Chinese ambassador to Canada Cong Peiwu speaks during a luncheon in Montreal, Thursday, December 5, 2019. THE CANADIAN PRESS/Graham Hughes

Trade between China and Canada hit record levels in 2022, with imports breaking the $100-billion mark for the first time, Statistics Canada data show.

Economists and others say businesses are looking beyond political tensions between the two countries, as demand ramps up and established supply chains reassert themselves in a post-pandemic world.

James Brander, an economics professor at the University of British Columbia’s Sauder school of business, said in the absence of government policies directing otherwise — such as those currently restricting trade with Russia — companies would not prioritize politics.

“Of course, yes, there are tensions. But economic or trade flows, and economic activity in general, isn’t affected very much by the political tensions unless there is some explicit policy,” said Brander.

The Statistics Canada data show Canada imported a record $100,027,968,000 of goodsfrom China last year, up 16 per cent from $86 billion in 2021.

The biggest category of imports in 2022 was consumer goods, at $31 billion, followed by electronic and electrical equipment, worth $28 billion.

The data show Canadian exports to China also reached a historic high of $27.9 billion, recovering from a slump that followed the 2018 arrest of Chinese Huawei executive Meng Wanzhou and China’s detention of Canadians Michael Spavor and Michael Kovrig.

China last year lifted a three-year ban on Canadian canola that had been imposed after the arrest of Meng, who has since returned to China.

But tensions between Ottawa and Beijing remain high amid allegations of Chinese interference in Canadian elections and government confirmation of Chinese surveillance operations.

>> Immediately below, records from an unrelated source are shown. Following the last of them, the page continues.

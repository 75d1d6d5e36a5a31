//! HTTP client for the provider's backend API
//!
//! # Security Considerations
//!
//! - HTTPS required for the base URL (plain HTTP only for loopback hosts)
//! - Redirects are not followed, so the bearer credential never leaves the host
//! - The credential is held as a [`SecretString`] and never logged

use super::RemoteDirectory;
use crate::metrics::record_user_fetch;
use async_trait::async_trait;
use clerk_sync_types::{ConfigurationError, DirectoryError, KeySet, UserRecord};
use reqwest::StatusCode;
use secrecy::{ExposeSecret, SecretString};
use serde::de::DeserializeOwned;
use std::time::Duration;
use tracing::{debug, error, info, warn};
use url::Url;

/// Default base URL of the provider's backend API
pub const DEFAULT_API_BASE_URL: &str = "https://api.clerk.com/v1";

/// Connection settings for [`HttpDirectoryClient`]
#[derive(Clone)]
pub struct DirectoryConfig {
    /// API base URL; resource paths are appended to it
    pub base_url: String,
    /// Backend secret key sent as the bearer credential
    pub secret_key: SecretString,
    /// Per-request timeout
    pub timeout: Duration,
}

impl DirectoryConfig {
    /// Settings for the default API endpoint with a 10 second timeout
    pub fn new(secret_key: SecretString) -> Self {
        Self {
            base_url: DEFAULT_API_BASE_URL.to_string(),
            secret_key,
            timeout: Duration::from_secs(10),
        }
    }

    /// Override the API base URL
    pub fn with_base_url(mut self, base_url: impl Into<String>) -> Self {
        self.base_url = base_url.into();
        self
    }

    /// Override the request timeout
    pub fn with_timeout(mut self, timeout: Duration) -> Self {
        self.timeout = timeout;
        self
    }
}

impl std::fmt::Debug for DirectoryConfig {
    fn fmt(&self, f: &mut std::fmt::Formatter<'_>) -> std::fmt::Result {
        f.debug_struct("DirectoryConfig")
            .field("base_url", &self.base_url)
            .field("secret_key", &"[REDACTED]")
            .field("timeout", &self.timeout)
            .finish()
    }
}

/// [`RemoteDirectory`] backed by the provider's REST API
///
/// # Example
///
/// ```rust,no_run
/// # use clerk_sync_auth::directory::{DirectoryConfig, HttpDirectoryClient, RemoteDirectory};
/// # use secrecy::SecretString;
/// # tokio_test::block_on(async {
/// let config = DirectoryConfig::new(SecretString::new("sk_test_123".to_string()));
/// let client = HttpDirectoryClient::new(config)?;
///
/// let keys = client.fetch_key_set().await?;
/// println!("provider publishes {} keys", keys.len());
/// # Ok::<(), Box<dyn std::error::Error>>(())
/// # });
/// ```
#[derive(Clone)]
pub struct HttpDirectoryClient {
    base_url: Url,
    secret_key: SecretString,
    http_client: reqwest::Client,
}

impl std::fmt::Debug for HttpDirectoryClient {
    fn fmt(&self, f: &mut std::fmt::Formatter<'_>) -> std::fmt::Result {
        f.debug_struct("HttpDirectoryClient")
            .field("base_url", &self.base_url.as_str())
            .field("secret_key", &"[REDACTED]")
            .finish_non_exhaustive()
    }
}

impl HttpDirectoryClient {
    /// Create a client
    ///
    /// # Errors
    ///
    /// - [`ConfigurationError::MissingCredential`] if the secret key is blank
    /// - [`ConfigurationError::InvalidBaseUrl`] if the base URL does not parse,
    ///   cannot carry path segments, or is plain HTTP to a non-loopback host
    pub fn new(config: DirectoryConfig) -> Result<Self, ConfigurationError> {
        if config.secret_key.expose_secret().trim().is_empty() {
            return Err(ConfigurationError::MissingCredential);
        }

        let base_url = parse_base_url(&config.base_url)?;

        let http_client = reqwest::Client::builder()
            .timeout(config.timeout)
            .redirect(reqwest::redirect::Policy::none())
            .build()
            .map_err(|e| ConfigurationError::InvalidBaseUrl {
                url: config.base_url.clone(),
                reason: format!("HTTP client could not be built: {e}"),
            })?;

        Ok(Self {
            base_url,
            secret_key: config.secret_key,
            http_client,
        })
    }

    /// The API base URL
    pub fn base_url(&self) -> &str {
        self.base_url.as_str()
    }

    fn endpoint(&self, segments: &[&str]) -> Url {
        let mut url = self.base_url.clone();
        // parse_base_url rejects cannot-be-a-base URLs
        if let Ok(mut path) = url.path_segments_mut() {
            path.pop_if_empty().extend(segments);
        }
        url
    }

    async fn get_json<T: DeserializeOwned>(
        &self,
        url: Url,
    ) -> Result<(StatusCode, Option<T>), DirectoryError> {
        debug!(url = %url, "Directory request");

        let response = self
            .http_client
            .get(url.clone())
            .bearer_auth(self.secret_key.expose_secret())
            .send()
            .await
            .map_err(|e| {
                error!(url = %url, error = %e, "Directory request failed");
                DirectoryError::Transport {
                    status: e.status().map(|s| s.as_u16()),
                    message: e.to_string(),
                }
            })?;

        let status = response.status();
        if !status.is_success() {
            return Ok((status, None));
        }

        let body = response.bytes().await.map_err(|e| {
            error!(url = %url, error = %e, "Failed to read directory response");
            DirectoryError::transport(format!("failed to read response body: {e}"))
        })?;

        let value = serde_json::from_slice(&body).map_err(|e| {
            error!(url = %url, error = %e, "Failed to decode directory response");
            DirectoryError::MalformedResponse {
                message: e.to_string(),
            }
        })?;

        Ok((status, Some(value)))
    }
}

fn status_error(status: StatusCode) -> DirectoryError {
    DirectoryError::Transport {
        status: Some(status.as_u16()),
        message: format!("directory returned status {status}"),
    }
}

fn parse_base_url(raw: &str) -> Result<Url, ConfigurationError> {
    let invalid = |reason: &str| ConfigurationError::InvalidBaseUrl {
        url: raw.to_string(),
        reason: reason.to_string(),
    };

    let url = Url::parse(raw).map_err(|e| invalid(&e.to_string()))?;

    if url.cannot_be_a_base() {
        return Err(invalid("URL cannot carry a path"));
    }

    match url.scheme() {
        "https" => Ok(url),
        "http" if is_loopback(&url) => Ok(url),
        "http" => Err(invalid("HTTPS is required (HTTP only allowed for loopback)")),
        _ => Err(invalid("unsupported scheme")),
    }
}

fn is_loopback(url: &Url) -> bool {
    match url.host() {
        Some(url::Host::Domain(domain)) => domain.eq_ignore_ascii_case("localhost"),
        Some(url::Host::Ipv4(addr)) => addr.is_loopback(),
        Some(url::Host::Ipv6(addr)) => addr.is_loopback(),
        None => false,
    }
}

#[async_trait]
impl RemoteDirectory for HttpDirectoryClient {
    async fn fetch_key_set(&self) -> Result<KeySet, DirectoryError> {
        let url = self.endpoint(&["jwks"]);
        info!(url = %url, "Fetching signing keys from directory");

        match self.get_json::<KeySet>(url).await? {
            (_, Some(keys)) => {
                info!(key_count = keys.len(), "Fetched signing keys");
                Ok(keys)
            }
            (status, None) => {
                error!(status = %status, "Key set endpoint returned error status");
                Err(status_error(status))
            }
        }
    }

    async fn fetch_user(&self, user_id: &str) -> Result<UserRecord, DirectoryError> {
        let url = self.endpoint(&["users", user_id]);

        let result = match self.get_json::<UserRecord>(url).await {
            Ok((_, Some(user))) => Ok(user),
            Ok((StatusCode::NOT_FOUND, None)) => {
                warn!(user_id = %user_id, "User not found in directory");
                Err(DirectoryError::NotFound {
                    user_id: user_id.to_string(),
                })
            }
            Ok((status, None)) => {
                error!(user_id = %user_id, status = %status, "User endpoint returned error status");
                Err(status_error(status))
            }
            Err(e) => Err(e),
        };

        record_user_fetch(&result);
        result
    }
}
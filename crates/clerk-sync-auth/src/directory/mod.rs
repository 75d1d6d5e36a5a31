//! Provider directory access
//!
//! The session engine needs two things from the provider's REST API: the
//! published signing keys and individual user records. [`RemoteDirectory`] is
//! the seam; [`HttpDirectoryClient`] is the production implementation.

mod http_client;

pub use http_client::{DEFAULT_API_BASE_URL, DirectoryConfig, HttpDirectoryClient};

use async_trait::async_trait;
use clerk_sync_types::{DirectoryError, KeySet, UserRecord};

/// Read access to the provider's directory
#[async_trait]
pub trait RemoteDirectory: Send + Sync + std::fmt::Debug {
    /// Fetch the provider's current public signing keys
    async fn fetch_key_set(&self) -> Result<KeySet, DirectoryError>;

    /// Fetch a single user record by id
    async fn fetch_user(&self, user_id: &str) -> Result<UserRecord, DirectoryError>;
}
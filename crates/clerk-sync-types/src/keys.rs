//! Provider signing keys and key sets
//!
//! A [`KeySet`] is the provider's published JWKS restricted to the members the
//! verifier needs. Sets are never patched in place: a refresh produces a new
//! set that replaces the old one as a whole.

use serde::{Deserialize, Serialize};

use crate::error::ConfigurationError;

/// One public verification key, as published in the provider's JWKS.
///
/// Field names follow RFC 7517 on the wire (`kty`, `use`, `kid`, `n`, `e`).
#[derive(Debug, Clone, PartialEq, Eq, Serialize, Deserialize)]
pub struct SigningKey {
    /// Key type (`kty`), `RSA` for every key the provider issues today
    #[serde(rename = "kty")]
    pub key_type: String,

    /// Public key use (`use`), `sig` for signing keys
    #[serde(rename = "use", default = "default_usage")]
    pub usage: String,

    /// Key identifier (`kid`) matched against the token header
    #[serde(rename = "kid")]
    pub key_id: String,

    /// RSA modulus, base64url without padding
    #[serde(rename = "n")]
    pub modulus: String,

    /// RSA public exponent, base64url without padding
    #[serde(rename = "e")]
    pub exponent: String,

    /// Algorithm hint (`alg`), informational only
    #[serde(rename = "alg", default, skip_serializing_if = "Option::is_none")]
    pub algorithm: Option<String>,
}

fn default_usage() -> String {
    "sig".to_string()
}

impl SigningKey {
    /// Create an RSA signing key from its JWK components
    pub fn rsa(
        key_id: impl Into<String>,
        modulus: impl Into<String>,
        exponent: impl Into<String>,
    ) -> Self {
        Self {
            key_type: "RSA".to_string(),
            usage: default_usage(),
            key_id: key_id.into(),
            modulus: modulus.into(),
            exponent: exponent.into(),
            algorithm: Some("RS256".to_string()),
        }
    }

    /// Whether this key can verify RSA signatures
    pub fn is_rsa_signing_key(&self) -> bool {
        self.key_type == "RSA" && self.usage == "sig"
    }
}

/// The provider's set of public verification keys.
#[derive(Debug, Clone, Default, PartialEq, Eq, Serialize, Deserialize)]
pub struct KeySet {
    /// Keys in publication order (order carries no meaning)
    pub keys: Vec<SigningKey>,
}

/// Accepted shapes for a statically configured key set
#[derive(Deserialize)]
#[serde(untagged)]
enum KeySetDocument {
    Jwks(KeySet),
    List(Vec<SigningKey>),
    Single(SigningKey),
}

impl KeySet {
    /// Create a key set from a list of keys
    pub fn new(keys: Vec<SigningKey>) -> Self {
        Self { keys }
    }

    /// An empty key set; verification against it always fails closed
    pub fn empty() -> Self {
        Self::default()
    }

    /// Parse a statically configured key set.
    ///
    /// Accepts a JWKS document (`{"keys": [...]}`), a bare JSON array of keys,
    /// or a single key object. Blank input yields an empty set.
    ///
    /// # Errors
    ///
    /// Returns [`ConfigurationError::InvalidStaticKeys`] if the text is not one
    /// of the accepted shapes.
    pub fn from_json(text: &str) -> Result<Self, ConfigurationError> {
        let text = text.trim();
        if text.is_empty() {
            return Ok(Self::empty());
        }

        let document: KeySetDocument =
            serde_json::from_str(text).map_err(|e| ConfigurationError::InvalidStaticKeys {
                reason: e.to_string(),
            })?;

        Ok(match document {
            KeySetDocument::Jwks(set) => set,
            KeySetDocument::List(keys) => Self::new(keys),
            KeySetDocument::Single(key) => Self::new(vec![key]),
        })
    }

    /// Whether the set holds no keys
    pub fn is_empty(&self) -> bool {
        self.keys.is_empty()
    }

    /// Number of keys in the set
    pub fn len(&self) -> usize {
        self.keys.len()
    }

    /// Find a key by its `kid`
    pub fn find(&self, key_id: &str) -> Option<&SigningKey> {
        self.keys.iter().find(|key| key.key_id == key_id)
    }

    /// Identifiers of every key in the set
    pub fn key_ids(&self) -> Vec<&str> {
        self.keys.iter().map(|key| key.key_id.as_str()).collect()
    }

    /// Iterate over the keys
    pub fn iter(&self) -> std::slice::Iter<'_, SigningKey> {
        self.keys.iter()
    }
}

impl<'a> IntoIterator for &'a KeySet {
    type Item = &'a SigningKey;
    type IntoIter = std::slice::Iter<'a, SigningKey>;

    fn into_iter(self) -> Self::IntoIter {
        self.keys.iter()
    }
}

impl FromIterator<SigningKey> for KeySet {
    fn from_iter<I: IntoIterator<Item = SigningKey>>(iter: I) -> Self {
        Self::new(iter.into_iter().collect())
    }
}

Anastasia Ufimtseva, a program manager at the Asia Pacific Foundation of Canada, said that although economics and politics are “very tied” together, it could take a long time for them to become aligned.

In the meantime, businesses will abide by global trade dynamics, and seek cost-effective solutions, she said.

“Potentially in the future, we might observe the changes in trade, they might trickle down, but we still need to be cautious about all the factors that businesses take into account when they form the decision.”

Ufimtseva said it isn’t easy for businesses to find alternatives to China, the second-largest economy in the world.

“Despite a lot of countries saying that post-pandemic, we want to establish alternative supply chain structure, it’s costly and difficult to switch if your business was established, you have your suppliers. It will take such a long time to find alternatives to build that infrastructure,” said Ufimtseva.

She said existing supply chains had stabilized after pandemic disruptions.

Daniel Trefler, an economist at the University of Toronto, said manufacturing supply chains can’t be moved easily.

“Of course, that’s extremely difficult to do,” said Trefler. “It’s impossible to do in a short period of two, three, four years.”

China’s consulate in Vancouver last week rejected a report in the Globe and Mail newspaper describing alleged efforts to oust candidates seen as unfriendly to Beijing. The consulate said the report was “smearing and discrediting” China.

The Defence Department and Canadian Armed Forces, meanwhile, confirmed last week that they were aware of recent efforts by China to conduct surveillance operations in Canadian airspace and waters.